* _What is expected_
When you reach the line with "exactly once per" in the data below, begin printing lines exactly, and stop once the line with "instrumentation or externally-driven" has been printed.

* _Material for the task_
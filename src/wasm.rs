//! WebAssembly exports.
//!
//! These functions are exposed to JavaScript via wasm-bindgen and
//! operate on flat interleaved RGBA buffers, one image per call —
//! batch fan-out and download packaging stay on the JavaScript side.

use wasm_bindgen::prelude::*;

use crate::buffer::PixelBuffer;
use crate::options::{AdaptiveMethod, ProcessingOptions, TransparencyColor};
use crate::pipeline::{process_image, CancelToken};

/// Run the full pipeline on one RGBA image.
///
/// # Arguments
/// * `data` - Flat array of RGBA bytes (length = width * height * 4)
/// * `width` / `height` - Image dimensions in pixels
/// * `tolerance` - Grayscale classification slack (0-255)
/// * `use_threshold` - Threshold mode when true, inversion mode when false
/// * `threshold` - Custom threshold (0-255), used unless `use_otsu`
/// * `use_otsu` - Estimate the threshold from the image histogram
/// * `grayscale` - Convert to grayscale before the final stage
/// * `blur_radius` - Box blur radius; 0 disables the blur
/// * `brightness` - Additive brightness, -100..=100
/// * `contrast` - Contrast percentage, -100..=100
/// * `gamma` - Gamma exponent, > 0
/// * `sharpen` - Apply the 3x3 sharpen kernel
/// * `transparent` - Key the configured color to alpha 0
/// * `transparent_white` - Key white instead of black
///
/// # Returns
/// Flat array of processed RGBA bytes
#[wasm_bindgen]
#[allow(clippy::too_many_arguments)]
pub fn process_rgba_wasm(
    data: &[u8],
    width: usize,
    height: usize,
    tolerance: u8,
    use_threshold: bool,
    threshold: u8,
    use_otsu: bool,
    grayscale: bool,
    blur_radius: u32,
    brightness: i32,
    contrast: i32,
    gamma: f32,
    sharpen: bool,
    transparent: bool,
    transparent_white: bool,
) -> Result<Vec<u8>, JsError> {
    let buffer = PixelBuffer::from_rgba_bytes(data, width, height)
        .map_err(|e| JsError::new(&e.to_string()))?;

    let options = ProcessingOptions {
        tolerance,
        use_threshold,
        threshold,
        adaptive_method: if use_otsu {
            AdaptiveMethod::Otsu
        } else {
            AdaptiveMethod::Custom
        },
        grayscale,
        blur: blur_radius > 0,
        blur_radius,
        brightness,
        contrast,
        gamma,
        sharpen,
        transparent,
        transparency_color: if transparent_white {
            TransparencyColor::White
        } else {
            TransparencyColor::Black
        },
    };

    let processed = process_image(buffer, &options, &CancelToken::new())
        .map_err(|e| JsError::new(&e.to_string()))?;
    Ok(processed.into_rgba_bytes())
}
//! Batch driver.
//!
//! Processes every submitted image independently on the rayon pool —
//! no two images share a buffer, so there is nothing to lock. Per-item
//! decode failures and cancellations are collected as failures without
//! aborting the rest of the batch, and an atomic completion counter
//! guarantees the batch-complete signal fires exactly once.

use std::sync::atomic::{AtomicUsize, Ordering};

use rayon::prelude::*;
use tracing::{info, warn};

use crate::buffer::PixelBuffer;
use crate::error::{DecodeError, OptionsError, PipelineError};
use crate::options::ProcessingOptions;
use crate::pipeline::{CancelToken, Decoded};

/// Produces a decoded pixel buffer for one batch item.
///
/// This is the seam to the external decoder: the core never touches
/// encoded image data. Already-decoded buffers implement it directly,
/// as does `Result<PixelBuffer, DecodeError>` for callers that decode
/// (and possibly fail) before submission.
pub trait ImageSource {
    fn decode(self) -> Result<PixelBuffer, DecodeError>;
}

impl ImageSource for PixelBuffer {
    fn decode(self) -> Result<PixelBuffer, DecodeError> {
        Ok(self)
    }
}

impl ImageSource for Result<PixelBuffer, DecodeError> {
    fn decode(self) -> Result<PixelBuffer, DecodeError> {
        self
    }
}

/// One submitted image: a filename and its (not yet decoded) source.
#[derive(Debug, Clone)]
pub struct BatchItem<S> {
    pub filename: String,
    pub source: S,
}

impl<S> BatchItem<S> {
    pub fn new(filename: impl Into<String>, source: S) -> Self {
        Self {
            filename: filename.into(),
            source,
        }
    }
}

/// A finished image, named `processed_<original>`. The buffer is owned
/// by the caller from here on.
#[derive(Debug, Clone)]
pub struct ProcessedImage {
    pub filename: String,
    pub buffer: PixelBuffer,
}

/// An image that never reached the results: decode failure or
/// cancellation, keyed by its original filename.
#[derive(Debug, Clone)]
pub struct BatchFailure {
    pub filename: String,
    pub error: PipelineError,
}

/// Everything a batch run produced. Results keep submission order.
#[derive(Debug, Clone, Default)]
pub struct BatchReport {
    pub results: Vec<ProcessedImage>,
    pub failures: Vec<BatchFailure>,
}

impl BatchReport {
    /// Whether every submitted image reached the results.
    pub fn is_complete(&self) -> bool {
        self.failures.is_empty()
    }
}

/// Batch progress callbacks.
///
/// All methods default to no-ops; implement only what you need.
/// `preprocess` and the per-image notifications run on worker threads
/// and may interleave across images; `loading_started`,
/// `loading_finished` and `results_ready` each fire exactly once per
/// batch.
pub trait BatchObserver: Sync {
    /// The batch was accepted and workers are about to start.
    fn loading_started(&self, _total: usize) {}

    /// Fired per image after the mask/threshold snapshot is captured
    /// and before the built-in preprocessing filters run. The buffer
    /// may be mutated for instrumentation or externally-driven
    /// filtering; the captured snapshot is unaffected.
    fn preprocess(&self, _filename: &str, _buffer: &mut PixelBuffer, _options: &ProcessingOptions) {
    }

    /// An image reached the results. `completed` counts every settled
    /// image (finished or failed) including this one.
    fn image_finished(&self, _filename: &str, _completed: usize, _total: usize) {}

    /// An image dropped out of the batch.
    fn image_failed(&self, _filename: &str, _error: &PipelineError) {}

    /// Every submitted image has settled. Fires exactly once.
    fn loading_finished(&self) {}

    /// The ordered result list, fired once before `process_batch`
    /// returns.
    fn results_ready(&self, _results: &[ProcessedImage]) {}
}

/// Observer that ignores every notification.
pub struct NoObserver;

impl BatchObserver for NoObserver {}

/// Process a whole batch.
///
/// Options are validated once up front; a rejected configuration
/// fails the call before any image is touched. Images then run
/// independently (and in parallel) to completion; per-item failures
/// land in the report's `failures` list.
///
/// # Errors
/// Returns [`OptionsError`] when the shared configuration is invalid.
pub fn process_batch<S>(
    items: Vec<BatchItem<S>>,
    options: &ProcessingOptions,
    cancel: &CancelToken,
    observer: &dyn BatchObserver,
) -> Result<BatchReport, OptionsError>
where
    S: ImageSource + Send,
{
    options.validate()?;

    let total = items.len();
    observer.loading_started(total);

    // Guards the batch-complete signal: the worker that settles the
    // last image — whichever thread that is — fires it, exactly once.
    let settled = AtomicUsize::new(0);

    let outcomes: Vec<(String, Result<PixelBuffer, PipelineError>)> = items
        .into_par_iter()
        .map(|item| {
            let BatchItem { filename, source } = item;
            let outcome = run_one(&filename, source, options, cancel, observer);

            let done = settled.fetch_add(1, Ordering::SeqCst) + 1;
            match &outcome {
                Ok(_) => observer.image_finished(&filename, done, total),
                Err(error) => {
                    warn!(%filename, %error, "image dropped from batch");
                    observer.image_failed(&filename, error);
                }
            }
            if done == total {
                observer.loading_finished();
            }

            (filename, outcome)
        })
        .collect();

    if total == 0 {
        observer.loading_finished();
    }

    let mut report = BatchReport::default();
    for (filename, outcome) in outcomes {
        match outcome {
            Ok(buffer) => report.results.push(ProcessedImage {
                filename: format!("processed_{filename}"),
                buffer,
            }),
            Err(error) => report.failures.push(BatchFailure { filename, error }),
        }
    }

    info!(
        results = report.results.len(),
        failures = report.failures.len(),
        "batch complete"
    );
    observer.results_ready(&report.results);
    Ok(report)
}

fn run_one<S: ImageSource>(
    filename: &str,
    source: S,
    options: &ProcessingOptions,
    cancel: &CancelToken,
    observer: &dyn BatchObserver,
) -> Result<PixelBuffer, PipelineError> {
    cancel.checkpoint()?;
    let buffer = source.decode()?;
    let mut captured = Decoded::new(buffer, options.clone())?.capture();
    cancel.checkpoint()?;
    observer.preprocess(filename, captured.buffer_mut(), options);
    let preprocessed = captured.preprocess();
    cancel.checkpoint()?;
    Ok(preprocessed.finish())
}

#[cfg(test)]
mod tests {
    use super::*;
    use std::sync::atomic::{AtomicUsize, Ordering};
    use std::sync::Mutex;

    fn gray_buffer(v: u8) -> PixelBuffer {
        let mut buf = PixelBuffer::new(2, 2);
        for y in 0..2 {
            for x in 0..2 {
                buf.set_pixel(x, y, [v, v, v, 255]);
            }
        }
        buf
    }

    #[derive(Default)]
    struct CountingObserver {
        started: AtomicUsize,
        finished_images: AtomicUsize,
        failed_images: AtomicUsize,
        loading_finished: AtomicUsize,
        results_ready: AtomicUsize,
        result_names: Mutex<Vec<String>>,
    }

    impl BatchObserver for CountingObserver {
        fn loading_started(&self, _total: usize) {
            self.started.fetch_add(1, Ordering::SeqCst);
        }
        fn image_finished(&self, _filename: &str, _completed: usize, _total: usize) {
            self.finished_images.fetch_add(1, Ordering::SeqCst);
        }
        fn image_failed(&self, _filename: &str, _error: &PipelineError) {
            self.failed_images.fetch_add(1, Ordering::SeqCst);
        }
        fn loading_finished(&self) {
            self.loading_finished.fetch_add(1, Ordering::SeqCst);
        }
        fn results_ready(&self, results: &[ProcessedImage]) {
            self.results_ready.fetch_add(1, Ordering::SeqCst);
            *self.result_names.lock().unwrap() =
                results.iter().map(|r| r.filename.clone()).collect();
        }
    }

    #[test]
    fn results_keep_submission_order_and_prefix_names() {
        let items = vec![
            BatchItem::new("a.png", gray_buffer(10)),
            BatchItem::new("b.png", gray_buffer(20)),
            BatchItem::new("c.png", gray_buffer(30)),
        ];
        let report = process_batch(
            items,
            &ProcessingOptions::default(),
            &CancelToken::new(),
            &NoObserver,
        )
        .unwrap();
        assert!(report.is_complete());
        let names: Vec<_> = report.results.iter().map(|r| r.filename.as_str()).collect();
        assert_eq!(
            names,
            ["processed_a.png", "processed_b.png", "processed_c.png"]
        );
    }

    #[test]
    fn decode_failure_does_not_abort_the_batch() {
        let items = vec![
            BatchItem::new("good.png", Ok(gray_buffer(10))),
            BatchItem::new("bad.png", Err(DecodeError::source("truncated file"))),
        ];
        let observer = CountingObserver::default();
        let report = process_batch(
            items,
            &ProcessingOptions::default(),
            &CancelToken::new(),
            &observer,
        )
        .unwrap();

        assert_eq!(report.results.len(), 1);
        assert_eq!(report.results[0].filename, "processed_good.png");
        assert_eq!(report.failures.len(), 1);
        assert_eq!(report.failures[0].filename, "bad.png");
        assert!(matches!(
            report.failures[0].error,
            PipelineError::Decode(DecodeError::Source(_))
        ));
        assert_eq!(observer.failed_images.load(Ordering::SeqCst), 1);
        assert_eq!(observer.finished_images.load(Ordering::SeqCst), 1);
    }

    #[test]
    fn completion_signals_fire_exactly_once() {
        let items: Vec<BatchItem<PixelBuffer>> = (0..8)
            .map(|i| BatchItem::new(format!("{i}.png"), gray_buffer(i as u8 * 10)))
            .collect();
        let observer = CountingObserver::default();
        process_batch(
            items,
            &ProcessingOptions::default(),
            &CancelToken::new(),
            &observer,
        )
        .unwrap();

        assert_eq!(observer.started.load(Ordering::SeqCst), 1);
        assert_eq!(observer.loading_finished.load(Ordering::SeqCst), 1);
        assert_eq!(observer.results_ready.load(Ordering::SeqCst), 1);
        assert_eq!(observer.finished_images.load(Ordering::SeqCst), 8);
        assert_eq!(observer.result_names.lock().unwrap().len(), 8);
    }

    #[test]
    fn empty_batch_still_signals_completion() {
        let observer = CountingObserver::default();
        let report = process_batch(
            Vec::<BatchItem<PixelBuffer>>::new(),
            &ProcessingOptions::default(),
            &CancelToken::new(),
            &observer,
        )
        .unwrap();
        assert!(report.results.is_empty());
        assert_eq!(observer.loading_finished.load(Ordering::SeqCst), 1);
        assert_eq!(observer.results_ready.load(Ordering::SeqCst), 1);
    }

    #[test]
    fn invalid_options_reject_the_whole_batch() {
        let items = vec![BatchItem::new("a.png", gray_buffer(10))];
        let err = process_batch(
            items,
            &ProcessingOptions {
                gamma: -1.0,
                ..Default::default()
            },
            &CancelToken::new(),
            &NoObserver,
        )
        .unwrap_err();
        assert!(matches!(err, OptionsError::InvalidGamma(_)));
    }

    #[test]
    fn cancelled_batch_reports_every_item() {
        let cancel = CancelToken::new();
        cancel.cancel();
        let items = vec![
            BatchItem::new("a.png", gray_buffer(10)),
            BatchItem::new("b.png", gray_buffer(20)),
        ];
        let report = process_batch(items, &ProcessingOptions::default(), &cancel, &NoObserver)
            .unwrap();
        assert!(report.results.is_empty());
        assert_eq!(report.failures.len(), 2);
        assert!(report
            .failures
            .iter()
            .all(|f| f.error == PipelineError::Cancelled));
    }

    #[test]
    fn preprocess_hook_mutates_pixels_but_not_the_snapshot() {
        // The hook paints a colored pixel gray. The stage still skips
        // that pixel: its mask flag was captured before the hook ran.
        struct PaintGray;
        impl BatchObserver for PaintGray {
            fn preprocess(
                &self,
                _filename: &str,
                buffer: &mut PixelBuffer,
                _options: &ProcessingOptions,
            ) {
                buffer.set_pixel(0, 0, [60, 60, 60, 255]);
            }
        }

        let mut buf = PixelBuffer::new(1, 1);
        buf.set_pixel(0, 0, [200, 0, 0, 255]);
        let report = process_batch(
            vec![BatchItem::new("hook.png", buf)],
            &ProcessingOptions::default(),
            &CancelToken::new(),
            &PaintGray,
        )
        .unwrap();
        // Untouched by the inversion stage, alpha forced opaque.
        assert_eq!(report.results[0].buffer.pixel(0, 0), [60, 60, 60, 255]);
    }
}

* _Reply to the task_
/// `loading_finished` and `results_ready` each fire exactly once per
/// batch.
pub trait BatchObserver: Sync {
    /// The batch was accepted and workers are about to start.
    fn loading_started(&self, _total: usize) {}

    /// Fired per image after the mask/threshold snapshot is captured
    /// and before the built-in preprocessing filters run. The buffer
    /// may be mutated for instrumentation or externally-driven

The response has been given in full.